#### Exercise brief
Lines to restate from the data below: from the one containing "config.apply_env()?;" to the one containing "if let Some(parent) = path.parent()", both included. Give them again exactly, and only them.

(Dataset excerpts)

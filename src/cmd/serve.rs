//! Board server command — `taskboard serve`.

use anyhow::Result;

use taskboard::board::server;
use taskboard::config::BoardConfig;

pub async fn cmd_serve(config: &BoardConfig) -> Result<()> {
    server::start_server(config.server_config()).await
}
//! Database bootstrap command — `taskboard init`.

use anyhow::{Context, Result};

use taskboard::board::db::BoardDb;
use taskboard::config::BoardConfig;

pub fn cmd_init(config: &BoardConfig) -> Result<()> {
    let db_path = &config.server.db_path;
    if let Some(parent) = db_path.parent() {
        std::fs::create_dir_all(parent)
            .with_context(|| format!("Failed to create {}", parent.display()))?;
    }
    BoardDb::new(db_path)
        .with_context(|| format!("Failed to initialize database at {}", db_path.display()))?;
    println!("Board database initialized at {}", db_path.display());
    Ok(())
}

--

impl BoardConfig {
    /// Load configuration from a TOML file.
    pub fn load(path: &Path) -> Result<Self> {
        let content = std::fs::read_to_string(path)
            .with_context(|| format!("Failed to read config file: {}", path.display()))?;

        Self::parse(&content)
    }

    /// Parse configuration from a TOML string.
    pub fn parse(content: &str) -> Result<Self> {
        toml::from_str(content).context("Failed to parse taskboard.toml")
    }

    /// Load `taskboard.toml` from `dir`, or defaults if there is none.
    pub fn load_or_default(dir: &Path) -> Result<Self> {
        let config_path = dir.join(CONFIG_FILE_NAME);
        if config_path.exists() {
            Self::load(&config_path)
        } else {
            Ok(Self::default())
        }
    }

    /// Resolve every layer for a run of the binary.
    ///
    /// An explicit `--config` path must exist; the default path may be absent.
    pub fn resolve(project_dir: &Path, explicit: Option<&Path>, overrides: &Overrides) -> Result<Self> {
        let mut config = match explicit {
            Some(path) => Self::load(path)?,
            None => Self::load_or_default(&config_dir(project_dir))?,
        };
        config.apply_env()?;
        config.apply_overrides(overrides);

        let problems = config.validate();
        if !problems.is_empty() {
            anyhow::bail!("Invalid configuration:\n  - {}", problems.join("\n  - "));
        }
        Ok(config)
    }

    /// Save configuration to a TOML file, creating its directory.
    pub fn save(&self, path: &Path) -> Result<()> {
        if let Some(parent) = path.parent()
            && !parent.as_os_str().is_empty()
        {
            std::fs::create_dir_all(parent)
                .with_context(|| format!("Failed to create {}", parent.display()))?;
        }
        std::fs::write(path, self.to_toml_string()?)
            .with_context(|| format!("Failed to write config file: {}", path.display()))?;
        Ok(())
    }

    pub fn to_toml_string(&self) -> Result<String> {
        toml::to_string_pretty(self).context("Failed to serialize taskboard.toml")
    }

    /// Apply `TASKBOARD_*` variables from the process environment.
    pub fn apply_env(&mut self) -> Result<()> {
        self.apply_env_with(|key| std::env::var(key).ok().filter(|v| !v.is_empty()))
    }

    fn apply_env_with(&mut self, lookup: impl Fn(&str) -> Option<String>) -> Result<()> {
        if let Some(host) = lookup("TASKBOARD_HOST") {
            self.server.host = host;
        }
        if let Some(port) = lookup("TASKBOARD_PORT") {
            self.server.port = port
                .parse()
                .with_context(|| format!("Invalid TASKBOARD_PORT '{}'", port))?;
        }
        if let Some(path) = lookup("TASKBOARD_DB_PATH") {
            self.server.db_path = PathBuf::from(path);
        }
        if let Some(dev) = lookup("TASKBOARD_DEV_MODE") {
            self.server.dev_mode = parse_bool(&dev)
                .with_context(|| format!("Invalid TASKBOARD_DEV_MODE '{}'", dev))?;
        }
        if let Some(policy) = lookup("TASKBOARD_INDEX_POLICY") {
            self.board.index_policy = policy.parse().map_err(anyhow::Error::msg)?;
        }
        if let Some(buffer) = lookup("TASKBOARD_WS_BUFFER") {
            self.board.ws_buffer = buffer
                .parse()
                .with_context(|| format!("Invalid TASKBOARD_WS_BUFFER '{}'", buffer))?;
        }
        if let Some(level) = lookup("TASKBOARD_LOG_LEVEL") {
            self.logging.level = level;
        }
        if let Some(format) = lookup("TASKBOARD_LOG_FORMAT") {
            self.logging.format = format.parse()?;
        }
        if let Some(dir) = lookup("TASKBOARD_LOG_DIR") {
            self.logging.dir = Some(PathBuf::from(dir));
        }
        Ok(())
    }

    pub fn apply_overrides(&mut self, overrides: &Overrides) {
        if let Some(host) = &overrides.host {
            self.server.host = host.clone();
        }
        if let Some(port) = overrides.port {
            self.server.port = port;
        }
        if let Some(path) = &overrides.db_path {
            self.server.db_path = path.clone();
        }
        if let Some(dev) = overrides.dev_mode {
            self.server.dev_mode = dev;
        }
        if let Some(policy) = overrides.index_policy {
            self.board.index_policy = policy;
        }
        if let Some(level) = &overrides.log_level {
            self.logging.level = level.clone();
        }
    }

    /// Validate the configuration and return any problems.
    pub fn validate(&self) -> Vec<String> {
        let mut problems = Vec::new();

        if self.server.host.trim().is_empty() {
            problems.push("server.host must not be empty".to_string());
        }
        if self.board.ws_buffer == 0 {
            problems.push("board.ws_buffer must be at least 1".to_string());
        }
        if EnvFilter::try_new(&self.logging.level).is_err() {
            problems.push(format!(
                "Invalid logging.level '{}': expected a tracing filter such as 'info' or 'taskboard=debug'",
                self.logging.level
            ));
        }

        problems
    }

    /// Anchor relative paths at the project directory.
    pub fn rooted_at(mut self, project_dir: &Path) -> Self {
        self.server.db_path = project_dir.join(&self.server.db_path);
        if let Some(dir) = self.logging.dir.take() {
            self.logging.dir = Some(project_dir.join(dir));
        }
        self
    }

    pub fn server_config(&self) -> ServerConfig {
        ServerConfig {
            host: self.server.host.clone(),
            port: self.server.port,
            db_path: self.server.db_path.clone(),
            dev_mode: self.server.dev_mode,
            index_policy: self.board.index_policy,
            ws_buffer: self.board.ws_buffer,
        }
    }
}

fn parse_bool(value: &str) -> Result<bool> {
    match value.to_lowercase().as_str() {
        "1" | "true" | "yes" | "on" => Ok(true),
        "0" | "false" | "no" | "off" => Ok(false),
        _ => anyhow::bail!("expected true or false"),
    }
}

...

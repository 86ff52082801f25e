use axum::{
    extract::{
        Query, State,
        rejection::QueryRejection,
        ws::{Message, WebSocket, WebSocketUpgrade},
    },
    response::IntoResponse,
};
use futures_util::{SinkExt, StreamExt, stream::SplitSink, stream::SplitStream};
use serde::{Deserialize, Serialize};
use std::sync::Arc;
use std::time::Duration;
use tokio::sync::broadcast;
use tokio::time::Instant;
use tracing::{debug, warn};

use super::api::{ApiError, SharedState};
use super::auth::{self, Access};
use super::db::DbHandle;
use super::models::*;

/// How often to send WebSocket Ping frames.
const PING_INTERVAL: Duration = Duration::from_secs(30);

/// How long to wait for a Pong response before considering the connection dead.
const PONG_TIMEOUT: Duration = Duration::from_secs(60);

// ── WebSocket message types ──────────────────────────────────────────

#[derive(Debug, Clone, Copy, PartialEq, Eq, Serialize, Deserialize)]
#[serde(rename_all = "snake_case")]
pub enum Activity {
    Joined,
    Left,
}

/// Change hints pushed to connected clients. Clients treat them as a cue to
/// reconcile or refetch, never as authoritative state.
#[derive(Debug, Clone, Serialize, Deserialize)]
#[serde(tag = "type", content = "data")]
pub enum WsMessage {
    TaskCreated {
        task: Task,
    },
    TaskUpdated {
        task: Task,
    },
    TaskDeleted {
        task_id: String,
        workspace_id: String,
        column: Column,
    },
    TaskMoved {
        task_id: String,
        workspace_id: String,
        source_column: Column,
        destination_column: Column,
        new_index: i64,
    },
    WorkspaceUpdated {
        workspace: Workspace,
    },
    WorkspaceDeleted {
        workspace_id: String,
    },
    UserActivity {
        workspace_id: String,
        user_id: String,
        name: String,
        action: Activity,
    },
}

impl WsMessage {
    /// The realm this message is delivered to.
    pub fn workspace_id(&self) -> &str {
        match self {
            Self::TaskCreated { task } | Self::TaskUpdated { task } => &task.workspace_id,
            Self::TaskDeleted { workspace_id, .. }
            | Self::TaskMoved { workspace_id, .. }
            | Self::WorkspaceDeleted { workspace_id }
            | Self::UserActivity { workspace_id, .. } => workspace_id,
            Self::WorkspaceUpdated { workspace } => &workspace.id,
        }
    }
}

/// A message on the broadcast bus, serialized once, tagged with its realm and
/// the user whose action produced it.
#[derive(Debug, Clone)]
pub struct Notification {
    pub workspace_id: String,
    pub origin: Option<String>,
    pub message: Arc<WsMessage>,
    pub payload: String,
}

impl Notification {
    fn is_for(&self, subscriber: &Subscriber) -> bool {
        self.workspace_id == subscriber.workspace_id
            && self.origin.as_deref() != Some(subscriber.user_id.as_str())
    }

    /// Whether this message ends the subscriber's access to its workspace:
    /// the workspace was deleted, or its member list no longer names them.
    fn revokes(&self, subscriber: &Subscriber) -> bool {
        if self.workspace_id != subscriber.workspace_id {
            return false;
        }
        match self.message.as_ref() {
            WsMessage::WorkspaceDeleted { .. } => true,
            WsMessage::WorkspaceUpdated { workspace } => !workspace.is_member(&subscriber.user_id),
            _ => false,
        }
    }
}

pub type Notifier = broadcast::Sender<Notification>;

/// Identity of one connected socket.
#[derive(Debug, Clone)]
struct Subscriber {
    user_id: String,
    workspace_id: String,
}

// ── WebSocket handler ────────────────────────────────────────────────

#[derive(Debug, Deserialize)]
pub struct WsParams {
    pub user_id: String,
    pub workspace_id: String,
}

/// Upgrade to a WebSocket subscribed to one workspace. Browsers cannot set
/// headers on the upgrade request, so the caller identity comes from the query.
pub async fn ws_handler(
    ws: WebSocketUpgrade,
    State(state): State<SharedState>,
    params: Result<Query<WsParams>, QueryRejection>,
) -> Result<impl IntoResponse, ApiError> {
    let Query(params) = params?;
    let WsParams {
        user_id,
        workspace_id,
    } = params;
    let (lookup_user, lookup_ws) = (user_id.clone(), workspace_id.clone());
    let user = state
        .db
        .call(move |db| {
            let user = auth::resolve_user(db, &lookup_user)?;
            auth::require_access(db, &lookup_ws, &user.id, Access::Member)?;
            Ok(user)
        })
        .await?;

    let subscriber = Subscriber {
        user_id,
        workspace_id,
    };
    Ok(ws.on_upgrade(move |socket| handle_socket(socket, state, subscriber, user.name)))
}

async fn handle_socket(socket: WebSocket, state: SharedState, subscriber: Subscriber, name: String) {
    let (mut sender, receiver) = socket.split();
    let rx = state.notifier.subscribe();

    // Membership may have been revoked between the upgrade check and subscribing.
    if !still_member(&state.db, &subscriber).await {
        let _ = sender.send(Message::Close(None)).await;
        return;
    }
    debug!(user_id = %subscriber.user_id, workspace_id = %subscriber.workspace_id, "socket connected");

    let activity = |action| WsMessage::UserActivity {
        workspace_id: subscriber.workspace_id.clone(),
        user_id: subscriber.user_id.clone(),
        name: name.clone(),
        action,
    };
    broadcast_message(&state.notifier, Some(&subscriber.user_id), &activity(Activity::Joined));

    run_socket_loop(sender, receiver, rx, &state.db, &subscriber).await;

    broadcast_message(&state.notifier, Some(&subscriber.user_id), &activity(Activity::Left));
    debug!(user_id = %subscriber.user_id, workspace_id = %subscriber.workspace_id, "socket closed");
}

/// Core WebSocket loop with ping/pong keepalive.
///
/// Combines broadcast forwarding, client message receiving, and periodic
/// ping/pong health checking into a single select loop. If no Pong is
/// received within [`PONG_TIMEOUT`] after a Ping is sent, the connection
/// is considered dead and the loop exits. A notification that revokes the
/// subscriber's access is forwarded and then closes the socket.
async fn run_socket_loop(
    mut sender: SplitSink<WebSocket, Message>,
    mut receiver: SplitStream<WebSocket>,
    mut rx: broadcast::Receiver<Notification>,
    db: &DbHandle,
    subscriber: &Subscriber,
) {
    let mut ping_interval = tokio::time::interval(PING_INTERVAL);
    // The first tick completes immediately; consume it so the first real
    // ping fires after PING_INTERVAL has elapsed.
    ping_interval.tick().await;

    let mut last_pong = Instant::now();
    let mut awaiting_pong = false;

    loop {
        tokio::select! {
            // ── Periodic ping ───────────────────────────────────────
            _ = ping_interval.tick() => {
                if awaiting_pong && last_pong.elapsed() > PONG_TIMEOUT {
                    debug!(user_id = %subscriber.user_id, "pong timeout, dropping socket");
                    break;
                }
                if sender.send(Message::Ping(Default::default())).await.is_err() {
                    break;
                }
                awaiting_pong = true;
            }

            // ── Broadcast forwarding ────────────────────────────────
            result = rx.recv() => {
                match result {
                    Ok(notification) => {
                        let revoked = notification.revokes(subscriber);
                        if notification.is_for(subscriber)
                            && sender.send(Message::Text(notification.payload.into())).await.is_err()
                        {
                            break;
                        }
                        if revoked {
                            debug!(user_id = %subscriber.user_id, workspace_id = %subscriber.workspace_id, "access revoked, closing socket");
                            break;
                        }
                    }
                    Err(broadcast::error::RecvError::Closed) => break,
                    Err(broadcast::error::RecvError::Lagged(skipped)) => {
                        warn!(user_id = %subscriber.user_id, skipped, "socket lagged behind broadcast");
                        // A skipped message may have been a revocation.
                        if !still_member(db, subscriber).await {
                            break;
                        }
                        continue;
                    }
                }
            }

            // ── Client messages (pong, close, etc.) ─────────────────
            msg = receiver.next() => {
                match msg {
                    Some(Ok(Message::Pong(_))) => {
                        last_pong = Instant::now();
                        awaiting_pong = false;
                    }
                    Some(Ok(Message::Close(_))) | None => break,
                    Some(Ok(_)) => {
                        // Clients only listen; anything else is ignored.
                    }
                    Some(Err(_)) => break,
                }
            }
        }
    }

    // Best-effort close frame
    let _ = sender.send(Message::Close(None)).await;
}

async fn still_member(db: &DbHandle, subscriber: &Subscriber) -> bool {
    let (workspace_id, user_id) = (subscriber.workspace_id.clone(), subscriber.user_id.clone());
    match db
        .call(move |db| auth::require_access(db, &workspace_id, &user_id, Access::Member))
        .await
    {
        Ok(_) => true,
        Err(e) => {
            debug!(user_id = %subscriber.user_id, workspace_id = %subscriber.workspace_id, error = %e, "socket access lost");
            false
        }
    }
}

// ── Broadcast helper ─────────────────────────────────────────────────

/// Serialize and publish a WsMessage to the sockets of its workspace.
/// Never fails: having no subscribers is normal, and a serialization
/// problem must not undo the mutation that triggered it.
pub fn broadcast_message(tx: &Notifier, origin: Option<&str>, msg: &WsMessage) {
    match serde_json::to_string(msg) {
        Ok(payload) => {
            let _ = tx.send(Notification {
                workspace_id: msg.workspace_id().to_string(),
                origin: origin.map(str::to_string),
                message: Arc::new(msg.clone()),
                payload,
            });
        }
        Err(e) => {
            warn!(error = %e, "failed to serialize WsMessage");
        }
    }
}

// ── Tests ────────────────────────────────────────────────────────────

#### Task output
        config.apply_env()?;
        config.apply_overrides(overrides);

        let problems = config.validate();
        if !problems.is_empty() {
            anyhow::bail!("Invalid configuration:\n  - {}", problems.join("\n  - "));
        }
        Ok(config)
    }

    /// Save configuration to a TOML file, creating its directory.
    pub fn save(&self, path: &Path) -> Result<()> {
        if let Some(parent) = path.parent()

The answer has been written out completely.